Each line of the records that holds "return" should be shown in full.

__________

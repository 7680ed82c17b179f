use scraper::{Html, Selector};
use serde_json::Value;
use std::time::Duration;
use tracing::debug;

use crate::models::Extraction;
use crate::selector::{SelectionHandle, SlotView};
use crate::utils::error::StrategyError;

/// Reads normalized slots off a page a selection strategy has positioned.
#[derive(Debug, Clone)]
pub struct SlotExtractor {
    timeout: Duration,
}

impl SlotExtractor {
    pub fn new(timeout: Duration) -> Self {
        Self { timeout }
    }

    /// Zero slots is a valid answer; an error means the page could not be read at all.
    pub async fn extract(&self, handle: &SelectionHandle) -> Result<Extraction, StrategyError> {
        let location_id = handle.location.id;
        let read = async {
            match &handle.view {
                SlotView::RenderedCalendar {
                    container,
                    slot_selector,
                    date_attribute,
                    time_attribute,
                } => {
                    let html = handle.page.content().await?;
                    parse_calendar(
                        location_id,
                        &html,
                        container,
                        slot_selector,
                        date_attribute,
                        time_attribute,
                    )
                }
                SlotView::ScriptData { script } => {
                    let data = handle.page.evaluate(script).await?;
                    parse_script_data(location_id, data)
                }
            }
        };

        let extraction = tokio::time::timeout(self.timeout, read)
            .await
            .map_err(|_| StrategyError::Timeout {
                after_ms: self.timeout.as_millis() as u64,
            })??;

        debug!(
            location_id,
            strategy = %handle.strategy,
            "Extracted {} slot(s), skipped {} malformed entr(ies)",
            extraction.slots.len(),
            extraction.skipped
        );
        Ok(extraction)
    }
}

fn parse_selector(selector: &str) -> Result<Selector, StrategyError> {
    Selector::parse(selector).map_err(|_| StrategyError::InvalidSelector(selector.to_string()))
}

pub fn parse_calendar(
    location_id: u32,
    html: &str,
    container: &str,
    slot_selector: &str,
    date_attribute: &str,
    time_attribute: &str,
) -> Result<Extraction, StrategyError> {
    let document = Html::parse_document(html);
    let container_sel = parse_selector(container)?;
    let slot_sel = parse_selector(slot_selector)?;

    let calendar = document
        .select(&container_sel)
        .next()
        .ok_or_else(|| StrategyError::MissingElement {
            selector: container.to_string(),
        })?;

    let pairs = calendar.select(&slot_sel).map(|slot| {
        let element = slot.value();
        (element.attr(date_attribute), element.attr(time_attribute))
    });

    Ok(Extraction::from_pairs(location_id, pairs))
}

/// Accepts either a bare array of entries or an object with a `slots` array.
pub fn parse_script_data(location_id: u32, data: Value) -> Result<Extraction, StrategyError> {
    let entries = match data {
        Value::Array(entries) => entries,
        Value::Object(mut object) => match object.remove("slots") {
            Some(Value::Array(entries)) => entries,
            _ => return Err(StrategyError::NoSlotData("object without a slots array".to_string())),
        },
        Value::Null => return Err(StrategyError::NoSlotData("script returned null".to_string())),
        other => {
            return Err(StrategyError::NoSlotData(format!(
                "unexpected {} value",
                json_type(&other)
            )))
        }
    };

    Ok(Extraction::from_json_entries(location_id, &entries))
}

fn json_type(value: &Value) -> &'static str {
    match value {
        Value::Null => "null",
        Value::Bool(_) => "boolean",
        Value::Number(_) => "number",
        Value::String(_) => "string",
        Value::Array(_) => "array",
        Value::Object(_) => "object",
    }
}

__________

ANSWER AREA >>
            _ => return Err(StrategyError::NoSlotData("object without a slots array".to_string())),
        Value::Null => return Err(StrategyError::NoSlotData("script returned null".to_string())),
            return Err(StrategyError::NoSlotData(format!(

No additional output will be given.